[…] the story of Myriad Genetics, the biotech company that has a test for the BRCA1 and BRCA2 genes (often an indicator of a higher risk for breast cancer). The company argued that because of its patent on those genes, no one else could test for those genes. Back in 2013, the Supreme Court did the right thing and finally rejected the concept of gene patents, despite years of the USPTO granting such patents. As the court noted, allowing gene patents created a perverse situation in which a single company could have the exclusive right to isolate a person’s own genes — and that’s just not right.
But Myriad Genetics did not give up easily. Just a month after the Supreme Court ruling it sued a bunch of competitors over a different set of gene patents, insisting that the Supreme Court had really only struck down the two in question. Those lawsuits did not go well, as Myriad lost again and again. At this point, it’s only choice was to go back to the Supreme Court, where it was obviously going to get a pretty big smackdown — so Myriad has now admitted that it will not pursue an appeal effectively ending this latest round of cases (after costing those other testing centers tons of money to defend themselves).
Good for Myriad, finally seeing sense (though at great expense to many).
Meanwhile, however, the USPTO (US Patent & Trademark Office) continues its long running bad strategy of simply tweaking its guidelines to allow more application. This despite a) court rulings disqualifying such non-innovations and b) overwhelming proof that the strategy does not aid innovation.
I find it astonishing that an organisation can go so wrong in that its primary activity now appears to be directly opposed to the goal it was created to promote.
Stupid patent (pending) example:
“iCamPRO has 8 built-in IR LEDs with a light sensor to trigger them on/off. Our patent-pending technology allows you to turn the IR LED lights ON or OFF from app.”
Nothing innovative. Not “non-obvious to an expert in the field” (European patent test). This is from an Amsterdam, The Netherlands based company. Speaking as a fellow Dutchie: embarrassing.

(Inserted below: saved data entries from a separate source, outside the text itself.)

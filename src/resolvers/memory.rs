//! Long-term memory resolver configuration (spec §4.4).
//!
//! Distinct from [`crate::memory::ConversationMemory`], which is the
//! per-turn conversation window — this resolver targets durable
//! user-scoped facts the assistant was asked to remember across turns.

use std::sync::Arc;

use super::{CapabilityResolver, Resolver, ResolverSpec};
use crate::llm::LlmGateway;
use crate::types::Capability;

const SYSTEM_PROMPT: &str = "\
You are the memory resolver. Translate the step into a single long-term \
memory operation: create (store a new fact), list (recall facts matching \
a description) or deleteByDescription (forget a fact).";

const SUPPORTED_ACTIONS: &[&str] = &["create", "list", "deleteByDescription"];

pub fn memory_resolver(gateway: Arc<dyn LlmGateway>, model: impl Into<String>) -> Arc<dyn Resolver> {
    let spec = ResolverSpec {
        capability: Capability::Memory,
        entity_type: "memory_fact",
        supported_actions: SUPPORTED_ACTIONS,
        system_prompt: SYSTEM_PROMPT,
        fallback,
        keyword_hints: |_| vec![],
    };
    Arc::new(CapabilityResolver::new(spec, gateway, model))
}

fn fallback(raw_message: &str) -> (String, serde_json::Value) {
    let lower = raw_message.to_lowercase();
    let operation = if lower.contains("forget") || lower.contains("delete") {
        "deleteByDescription"
    } else if lower.contains("remember") || lower.contains("note that") || lower.contains("save this")
        || lower.contains("don't forget") || lower.contains("keep in mind")
    {
        "create"
    } else {
        "list"
    };
    (
        operation.to_string(),
        serde_json::json!({ "fact": raw_message, "rawMessage": raw_message }),
    )
}

#[cfg(test)]
mod tests {
    use super::*;

    #[test]
    fn remember_keyword_maps_to_create() {
        let (op, _) = fallback("remember that my flight is march 15th");
        assert_eq!(op, "create");
    }
}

I hope and expect that the European patent office won’t grant that patent, as it just doesn’t pass even their basic tests. But think of why it was filed in the first place… what kind of stuffed business logic and waste of resources lies at the basis of that. Sigh.
A story of rather uncool corporate behaviour. It’s akin to cartels, which tend to also be outlawed in countries (as part of oligopoly-related legislation).
Companies making agreements that result in an anti-competitive environment is just not on. Interesting to see how corporations and people who profess to be all for free markets actually engage in this kind of behaviour, and the only thing that might stop them is getting caught. Not the best example of decent corporate principles and best practise, is it.
And then there’s the whole corporate extortion thing using patent portfolios and cash reserves which was also uncovered as part of the case. Yuck.
Just in case you still thought that software and abstract/method patents were a good and sane idea promoting business and innovation… do read this article on Techdirt. This new troll approach is all about going after small businesses that offer Wi-Fi services. You know, your local coffee shop, your library, the hotel down the way.
It’s a simple extortion scheme: “Pay us a few grand and we won’t sue you.” Even if it wouldn’t hold up in court, a small business can’t afford the legal expense and is likely to simply pay up on demand. All of us will get targeted directly or indirectly by this nonsense, it really has to stop – be stopped.
Also note this article from 2008, referencing a Haliburton patent application for the process for patent trolling. I kid you not. A quick search at USPTO reveals that the application still exists in the system (but hasn’t been approved at least).